Species of gastropod

Turbonilla lazaroensis is a species of sea snail, a marine gastropod mollusk in the family Pyramidellidae, the pyrams and their allies.

==Description==
The milk-white shell has an extremely slender, elongate conic shape. The length of the type specimen measures 5.8 mm. The whorls of the protoconch of the type specimen are decollated and the first three whorls of the teleoconch are probably lost. The remaining 9¼ whorls of the teleoconch are flattened. They are situated very high between the sutures, and slightly excurved immediately below the feebly shouldered summit. They are marked by very regular and regularly spaced well-rounded, slightly protractive axial ribs of which 20 occur upon all the remaining turns excepting the last two. Of these the penultimate has 24 and the last 32.

The intercostal spaces are a little narrower than the ribs. They are marked by 17 spiral series of pits of which the first 16 are subequal and subequally spaced. The last, the peripheral pit is a little wider than the rest and separated from the sixteenth by a space about five times as wide as those separating the other pits. The first pit is about as far anterior to the summit as the sixteenth is distant from the seventeenth. The suture is slightly contracted. The periphery of the body whorl is well rounded.

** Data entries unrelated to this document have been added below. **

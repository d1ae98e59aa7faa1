use std::sync::Arc;
use tracing::{debug, info};

use bfsi_core::config::DEFAULT_TOP_K;
use bfsi_core::types::{ComponentHealth, HealthReport, Resolution, Source};
use bfsi_match::SimilarityIndex;
use bfsi_slm::Responder;
use bfsi_vector::DocumentRetriever;

use crate::tiers::{DatasetTier, Draft, GenerationTier, Outcome, RetrievalTier, Tier, SYSTEM_ERROR_MESSAGE};

/// Whatever survived startup. An absent component simply has no tier.
#[derive(Default)]
pub struct Components {
    pub matcher: Option<SimilarityIndex>,
    pub retriever: Option<DocumentRetriever>,
    pub responder: Option<Responder>,
}

/// Runs each query through the tiers in order until one resolves it.
///
/// Holds no per-query state, so a shared instance serves concurrent queries.
pub struct Orchestrator {
    tiers: Vec<Box<dyn Tier>>,
    health: ComponentHealth,
}

impl Orchestrator {
    /// Dataset match, then context retrieval, then generation.
    pub fn new(components: Components, top_k: usize) -> Self {
        let health = ComponentHealth {
            matcher: components.matcher.is_some(),
            retriever: components.retriever.as_ref().is_some_and(|r| r.is_ready()),
            responder: components.responder.is_some(),
        };
        let mut tiers: Vec<Box<dyn Tier>> = Vec::new();
        if let Some(matcher) = components.matcher {
            tiers.push(Box::new(DatasetTier::new(Arc::new(matcher))));
        }
        if let Some(retriever) = components.retriever {
            tiers.push(Box::new(RetrievalTier::new(Arc::new(retriever), top_k)));
        }
        if let Some(responder) = components.responder {
            tiers.push(Box::new(GenerationTier::new(Arc::new(responder))));
        }
        info!(tiers = ?tiers.iter().map(|t| t.name()).collect::<Vec<_>>(), "orchestrator ready");
        Self { tiers, health }
    }

    pub fn with_default_top_k(components: Components) -> Self { Self::new(components, DEFAULT_TOP_K) }

    /// Build from explicit tiers, e.g. test doubles.
    pub fn from_tiers(tiers: Vec<Box<dyn Tier>>, health: ComponentHealth) -> Self { Self { tiers, health } }

    pub fn tier_names(&self) -> Vec<&'static str> { self.tiers.iter().map(|t| t.name()).collect() }

    pub async fn resolve(&self, query: &str) -> Resolution {
        info!(query, "received query");
        let mut draft = Draft::default();
        for tier in &self.tiers {
            if let Outcome::Resolved(resolution) = tier.handle(query, &mut draft).await {
                debug!(tier = tier.name(), source = %resolution.source, confidence = resolution.confidence, "query resolved");
                return resolution;
            }
        }
        Resolution { text: SYSTEM_ERROR_MESSAGE.to_string(), source: Source::SystemError, confidence: 0.0 }
    }

    pub fn health(&self) -> HealthReport {
        HealthReport { status: "ok".to_string(), components: self.health }
    }
}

The base of the shell is attenuated marked by the very feeble continuation of the axial ribs and eight wavy incised spiral lines which are of about the same strength but not of equal spacing. A broad band separates the peripheral line of pits from the first basal line. The next three lines are closely and equally spaced, while the fourth is a little farther from the third than that is from the second, and the distance between the fourth and fifth is in equal proportions greater than that between the third and fourth. The rest are again narrowly and about equally spaced. The aperture is elongate oval. The posterior angle is acute. The outer lip is thin showing the external sculpture within by transmitted light. The inner lip is slightly curved reflected and appressed to the attenuated base for almost its entire length. It is provided with a very oblique, strong fold at its insertion. The parietal wall is glazed by a thin callus.

==Distribution==
The type specimen was found in the Pacific Ocean off Santa Maria Bay, Baja California peninsula.